- Developer: Colossal Order
- Publisher: Paradox Interactive
- Producer: Mariina Hallikainen
- Designers: Karoliina Korppoo Mikko Tyni
- Programmer: Antti Lehto
- Artists: Antti Isosomppi Mikko Tyni
- Composers: Tuomas M. Mäkelä Ilpo Kärkkäinen Oleksi Onttonen
- Platforms: Windows, Mac OS X, Linux
- Release: February 22, 2011 Windows; NA: February 22, 2011; EU: February 25, 2011; AU: March 24, 2011; ; Mac OS X; May 20, 2011; Linux; January 9, 2014;
- Genre: Business simulation
- Mode: Single-player

= Cities in Motion =

2011 business simulation video game

Cities in Motion is a business simulation game developed by Colossal Order and published by Paradox Interactive.

The goal of the game is to implement and improve the public transport system in various cities. This can be achieved by building lines for buses, trams, metro trains, waterbuses, and helicopters.

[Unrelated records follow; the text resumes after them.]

//! Profile photos as base64 data URLs.
//!
//! Uploads are validated and stored as data URLs. At export time every image source is
//! decoded again and re-encoded as PNG, so the rasterizer only ever sees pixels it can
//! sample. Remote and blob URLs cannot be sampled and are rejected.

use std::io::Cursor;

use base64::engine::general_purpose::STANDARD;
use base64::Engine as _;
use image::ImageFormat;
use thiserror::Error;

pub const MAX_PHOTO_BYTES: usize = 5 * 1024 * 1024;

#[derive(Debug, Error)]
pub enum PhotoError {
    #[error("Unsupported content type '{0}': only image/* is accepted")]
    UnsupportedType(String),

    #[error("Image is {size} bytes; the limit is {max} bytes")]
    TooLarge { size: usize, max: usize },

    #[error("Image source is not an inline data URL: {0}")]
    NotInline(String),

    #[error("Malformed data URL: {0}")]
    MalformedDataUrl(String),

    #[error("Image could not be decoded: {0}")]
    Decode(String),
}

/// Validates an uploaded photo and returns it as a data URL.
pub fn photo_data_url(content_type: &str, bytes: &[u8]) -> Result<String, PhotoError> {
    let mime = content_type
        .split(';')
        .next()
        .unwrap_or_default()
        .trim()
        .to_ascii_lowercase();
    if !mime.starts_with("image/") {
        return Err(PhotoError::UnsupportedType(content_type.to_string()));
    }
    if bytes.len() > MAX_PHOTO_BYTES {
        return Err(PhotoError::TooLarge {
            size: bytes.len(),
            max: MAX_PHOTO_BYTES,
        });
    }
    image::load_from_memory(bytes).map_err(|e| PhotoError::Decode(e.to_string()))?;
    Ok(format!("data:{mime};base64,{}", STANDARD.encode(bytes)))
}

/// Splits a base64 data URL into its media type and decoded bytes.
pub fn decode_data_url(src: &str) -> Result<(String, Vec<u8>), PhotoError> {
    let src = src.trim();
    let Some(rest) = src.strip_prefix("data:") else {
        return Err(PhotoError::NotInline(truncate(src)));
    };
    let (meta, payload) = rest
        .split_once(',')
        .ok_or_else(|| PhotoError::MalformedDataUrl("missing ',' separator".to_string()))?;
    let mime = meta
        .strip_suffix(";base64")
        .ok_or_else(|| PhotoError::MalformedDataUrl("only base64 payloads are supported".to_string()))?;
    let bytes = STANDARD
        .decode(payload.trim())
        .map_err(|e| PhotoError::MalformedDataUrl(e.to_string()))?;
    Ok((mime.to_string(), bytes))
}

/// Decodes any supported image source and re-encodes it as a PNG data URL.
pub fn inline_png(src: &str) -> Result<String, PhotoError> {
    let (_, bytes) = decode_data_url(src)?;
    let img = image::load_from_memory(&bytes).map_err(|e| PhotoError::Decode(e.to_string()))?;
    let mut png = Vec::new();
    img.write_to(&mut Cursor::new(&mut png), ImageFormat::Png)
        .map_err(|e| PhotoError::Decode(e.to_string()))?;
    Ok(format!("data:image/png;base64,{}", STANDARD.encode(&png)))
}

fn truncate(src: &str) -> String {
    src.chars().take(64).collect()
}


#[cfg(test)]
mod tests {
    use super::testing::png_bytes;
    use super::*;

    #[test]
    fn test_upload_accepts_png() {
        let url = photo_data_url("image/png", &png_bytes(4, 4)).unwrap();
        assert!(url.starts_with("data:image/png;base64,"));
    }

    #[test]
    fn test_upload_rejects_non_image_type() {
        let err = photo_data_url("application/pdf", &png_bytes(4, 4)).unwrap_err();
        assert!(matches!(err, PhotoError::UnsupportedType(_)));
    }

    #[test]
    fn test_upload_rejects_oversized() {
        let bytes = vec![0u8; MAX_PHOTO_BYTES + 1];
        let err = photo_data_url("image/png", &bytes).unwrap_err();
        assert!(matches!(err, PhotoError::TooLarge { .. }));
    }

    #[test]
    fn test_upload_rejects_undecodable() {
        let err = photo_data_url("image/jpeg", b"not an image").unwrap_err();
        assert!(matches!(err, PhotoError::Decode(_)));
    }

    #[test]
    fn test_decode_round_trips_upload() {
        let bytes = png_bytes(3, 2);
        let url = photo_data_url("image/png; charset=binary", &bytes).unwrap();
        let (mime, decoded) = decode_data_url(&url).unwrap();
        assert_eq!(mime, "image/png");
        assert_eq!(decoded, bytes);
    }

    #[test]
    fn test_remote_urls_are_not_inline() {
        for src in ["https://cdn.example.com/me.jpg", "blob:https://app/1234"] {
            assert!(matches!(inline_png(src), Err(PhotoError::NotInline(_))));
        }
    }

    #[test]
    fn test_inline_png_reencodes() {
        let url = format!("data:image/png;base64,{}", STANDARD.encode(png_bytes(2, 2)));
        let out = inline_png(&url).unwrap();
        assert!(out.starts_with("data:image/png;base64,"));
    }

    #[test]
    fn test_non_base64_data_url_is_malformed() {
        assert!(matches!(
            decode_data_url("data:image/svg+xml,<svg/>"),
            Err(PhotoError::MalformedDataUrl(_))
        ));
    }
}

It was released for Microsoft Windows in 2011. Paradox Interactive released the Mac version of Cities in Motion on May 20, 2011. A port of Cities in Motion to Linux was announced by Paradox Interactive in 2013, with it eventually arriving via Steam on January 9, 2014.

== Gameplay ==

The main objective of the game is to create a profitable transport network that provides residents access to places of work, leisure, shopping centers and residential areas in various cities. The player acts as the head of a company providing public transportation, building new transit networks and completing from city residents or the mayor. 4 European cities are available in the base game: Amsterdam, Berlin, Helsinki and Vienna, but other cities have been released with DLCs and more can be added with addons and the map editor.

Public transport lines in the game are closed loops of stops along which transit vehicles move. There are five types of transport in the game: bus, tram, metro, water bus and helicopter. Depending on the type of transit, structures required for the operation of the route differ. A bus route needs a few stops installed along an already built street, trams need rails and stops along them. Metro needs large stations connected with metro tracks. Water bus needs two water bus stops on water, and a helicopter needs two helipads.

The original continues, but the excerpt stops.